Jan 9, 2023 4:50:17 PM

A workshop with speaker and author Dan Gingiss

Experience MakerTo showcase excellence in customer experience (CX) at Edify, we were delighted to be joined by Dan Gingiss, industry guru, speaker, and author of his just-published book The Experience Maker. We hosted a CX workshop to get his insights from over 20 years working with customers in corporate America - and to reflect on what matters right now, in creating a standout experience for people interacting with your business.

One thing which has changed over that 20-year period is how easy it is for customers to share their experiences with your brand, thanks to the explosive growth of personal online networks and the expansion of the virtual water-cooler across spatial boundaries. We’re all influencers when it comes to brand reputation, but we need to be given stories to share. Dan explains it like this:

“We share our experiences at both ends of the spectrum. We share positive experiences because we’re so excited about them, and we share very negative experiences because we’re so mad, and we’ve just got to share… Let me tell you about the perfectly average restaurant I went to last night, said nobody, ever.

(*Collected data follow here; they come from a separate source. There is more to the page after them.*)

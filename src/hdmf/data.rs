//! Dataset-backed entities.

use super::HDMF_COMMON;
use crate::error::{NwbError, NwbResult};
use crate::io::{normalize_path, AttributeValue, BaseIo, DataType, DataValues, DatasetHandle};
use crate::registered_type::{Entity, RegisteredType, TypedEntity};
use std::collections::BTreeMap;
use tracing::{debug, trace, warn};

/// A persisted dataset plus its attributes.
///
/// The dataset itself is allocated by the caller (or a table) and handed over with
/// [`Data::initialize`], which may happen exactly once. Appends keep an in-memory
/// cursor so a recording can stream rows without re-reading the extent.
pub struct Data<'io> {
    path: String,
    io: &'io dyn BaseIo,
    namespace: &'static str,
    type_name: &'static str,
    handle: Option<DatasetHandle>,
    attributes: BTreeMap<String, AttributeValue>,
    cursor: usize,
}

impl std::fmt::Debug for Data<'_> {
    fn fmt(&self, f: &mut std::fmt::Formatter<'_>) -> std::fmt::Result {
        f.debug_struct("Data")
            .field("path", &self.path)
            .field("type", &self.full_type_name())
            .field("handle", &self.handle)
            .field("cursor", &self.cursor)
            .finish()
    }
}

impl<'io> Data<'io> {
    /// An `hdmf-common::Data` at `path`.
    pub fn new(path: &str, io: &'io dyn BaseIo) -> Self {
        Self::with_type(path, io, HDMF_COMMON, "Data")
    }

    pub fn with_type(
        path: &str,
        io: &'io dyn BaseIo,
        namespace: &'static str,
        type_name: &'static str,
    ) -> Self {
        Self {
            path: normalize_path(path),
            io,
            namespace,
            type_name,
            handle: None,
            attributes: BTreeMap::new(),
            cursor: 0,
        }
    }

    /// Takes ownership of `handle` and writes the schema attributes.
    ///
    /// Fails with `InvalidState` on a second call, before anything reaches the backend.
    pub fn initialize(&mut self, handle: DatasetHandle) -> NwbResult<()> {
        if self.handle.is_some() {
            return Err(NwbError::invalid_state(&self.path, "dataset is already initialized"));
        }
        if normalize_path(handle.path()) != self.path {
            return Err(NwbError::Configuration(format!(
                "dataset handle for '{}' cannot initialize '{}'",
                handle.path(),
                self.path
            )));
        }
        self.io
            .create_common_nwb_attributes(&self.path, self.namespace, self.type_name, None)?;
        self.cursor = self.io.dataset_extent(&self.path)?.first().copied().unwrap_or(0);
        debug!(path = %self.path, dtype = %handle.dtype(), "Initialized dataset");
        self.handle = Some(handle);
        Ok(())
    }

    /// Binds to a dataset that already exists in storage, e.g. after reopening a file.
    ///
    /// No attributes are written; the append cursor is placed at the current end.
    pub fn attach(&mut self) -> NwbResult<()> {
        if self.handle.is_some() {
            return Err(NwbError::invalid_state(&self.path, "dataset is already initialized"));
        }
        let handle = self.io.dataset_handle(&self.path)?;
        self.cursor = self.io.dataset_extent(&self.path)?.first().copied().unwrap_or(0);
        self.handle = Some(handle);
        Ok(())
    }

    pub fn handle(&self) -> Option<&DatasetHandle> {
        self.handle.as_ref()
    }

    /// Element type of the bound dataset.
    pub fn dtype(&self) -> Option<DataType> {
        self.handle.as_ref().map(DatasetHandle::dtype)
    }

    /// True once a dataset handle has been bound.
    pub fn has_handle(&self) -> bool {
        self.handle.is_some()
    }

    /// Rows written through this entity (or present when it was attached).
    pub fn rows(&self) -> usize {
        self.cursor
    }

    fn require_handle(&self) -> NwbResult<&DatasetHandle> {
        self.handle
            .as_ref()
            .ok_or_else(|| NwbError::invalid_state(&self.path, "dataset is not initialized"))
    }

    fn check_dtype(&self, handle: &DatasetHandle, values: &DataValues) -> NwbResult<()> {
        if values.matches(handle.dtype()) {
            return Ok(());
        }
        warn!(path = %self.path, expected = %handle.dtype(), actual = %values.dtype(), "Rejected write");
        Err(NwbError::TypeMismatch {
            path: self.path.clone(),
            expected: handle.dtype().to_string(),
            actual: values.dtype().to_string(),
        })
    }

    fn check_values(&self, handle: &DatasetHandle, values: &DataValues) -> NwbResult<usize> {
        self.check_dtype(handle, values)?;
        if values.len() % handle.row_width() != 0 {
            return Err(NwbError::Configuration(format!(
                "{} values do not form whole rows of width {} for '{}'",
                values.len(),
                handle.row_width(),
                self.path
            )));
        }
        Ok(values.len() / handle.row_width())
    }

    fn ensure_rows(&self, handle: &DatasetHandle, rows: usize) -> NwbResult<()> {
        let mut shape = self.io.dataset_extent(&self.path)?;
        match shape.first_mut() {
            Some(first) if *first < rows => {
                *first = rows;
                self.io.extend_dataset(handle, &shape)
            }
            Some(_) => Ok(()),
            None => Err(NwbError::backend(&self.path, "dataset has no dimensions")),
        }
    }

    /// Writes or overwrites an attribute. Requires a prior `initialize`.
    pub fn set_attribute(&mut self, name: &str, value: AttributeValue) -> NwbResult<()> {
        self.require_handle()?;
        self.io.create_attribute(value.clone(), &self.path, name)?;
        self.attributes.insert(name.to_string(), value);
        Ok(())
    }

    /// Cached value of an attribute set through this entity.
    pub fn attribute(&self, name: &str) -> Option<&AttributeValue> {
        self.attributes.get(name)
    }

    /// Writes `values` from row 0, growing the dataset if needed.
    pub fn write(&mut self, values: &DataValues) -> NwbResult<()> {
        let handle = self.require_handle()?;
        let rows = self.check_values(handle, values)?;
        if rows == 0 {
            return Ok(());
        }
        self.ensure_rows(handle, rows)?;
        self.io.write_block(handle, 0, values)?;
        trace!(path = %self.path, rows, "Wrote dataset");
        self.cursor = self.cursor.max(rows);
        Ok(())
    }

    /// Appends `values` at the cursor and returns the new row count.
    pub fn append(&mut self, values: &DataValues) -> NwbResult<usize> {
        let handle = self.require_handle()?;
        let rows = self.check_values(handle, values)?;
        if rows == 0 {
            return Ok(self.cursor);
        }
        let end = self.cursor + rows;
        self.ensure_rows(handle, end)?;
        self.io.write_block(handle, self.cursor, values)?;
        trace!(path = %self.path, offset = self.cursor, rows, "Appended rows");
        self.cursor = end;
        Ok(end)
    }

    /// Writes a `shape` block at `offset`, growing axis 0 to cover it.
    ///
    /// Used for partial rows, e.g. one channel column of a multi-channel series. The
    /// cursor moves to the end of the block if that lies beyond it.
    pub fn write_region(
        &mut self,
        offset: &[usize],
        shape: &[usize],
        values: &DataValues,
    ) -> NwbResult<()> {
        let handle = self.require_handle()?;
        self.check_dtype(handle, values)?;
        if shape.iter().product::<usize>() != values.len() {
            return Err(NwbError::Configuration(format!(
                "{} values do not fill a {:?} region of '{}'",
                values.len(),
                shape,
                self.path
            )));
        }
        let end = match (offset.first(), shape.first()) {
            (Some(start), Some(rows)) => start + rows,
            _ => {
                return Err(NwbError::Configuration(format!(
                    "region of '{}' needs at least one dimension",
                    self.path
                )))
            }
        };
        if values.is_empty() {
            return Ok(());
        }
        self.ensure_rows(handle, end)?;
        self.io.write_region(handle, offset, shape, values)?;
        trace!(path = %self.path, ?offset, ?shape, "Wrote region");
        self.cursor = self.cursor.max(end);
        Ok(())
    }

    pub fn read_values(&self) -> NwbResult<DataValues> {
        self.io.read_dataset(&self.path)
    }

    /// Current shape in storage.
    pub fn extent(&self) -> NwbResult<Vec<usize>> {
        self.io.dataset_extent(&self.path)
    }
}

impl RegisteredType for Data<'_> {
    fn path(&self) -> &str {
        &self.path
    }

    fn io(&self) -> &dyn BaseIo {
        self.io
    }

    fn namespace(&self) -> &str {
        self.namespace
    }

    fn type_name(&self) -> &str {
        self.type_name
    }
}

impl TypedEntity for Data<'_> {
    const NAMESPACE: &'static str = HDMF_COMMON;
    const TYPE_NAME: &'static str = "Data";

    fn create<'io>(path: &str, io: &'io dyn BaseIo) -> Entity<'io> {
        Entity::Data(Data::new(path, io))
    }
}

As a quick poll in the workshop confirmed, we’re all more inclined to share bad experiences than good ones, simply because they often seem like they’re more memorable and impactful. But perhaps the real truth is that truly excellent interactions with brands are simply RARE. In a sea of sameness, where most brands do ‘OK’ in a boring way, a really memorable and shareable encounter is a unicorn. 

This leaves an enormous window of opportunity where brands in any industry can effectively differentiate themselves using Dan’s proprietary WISER framework, comprising:


Humor is not universal and can backfire, nor is it part of every brand’s persona. But wit can be expressed linguistically, by being clever and creative, to stand out from a background of boredom and create connections on multiple levels. 

Dan challenged our workshop participants to think creatively about this, especially if it’s not an intrinsic part of their category definition. A dentist who is funny creates warmth and reassurance, whereas industrial signage with a clever headline makes you look twice. “A lot of you would tell me, honestly, that you work in a boring industry. I hear it all the time. But it doesn't have to be boring; you absolutely can still be witty and, in the process, stand out from the crowd.”


A great experience needs to be consistent, and this is where a lot of brands can fall down, particularly as they grow. Omnichannel conversations are great, but what happens when you have to deal with a different department? Strive to immerse your customers in a unified and distinctive experience at every point in their journey (yes, even post-sale), and they’ll know what to think and say about you afterward.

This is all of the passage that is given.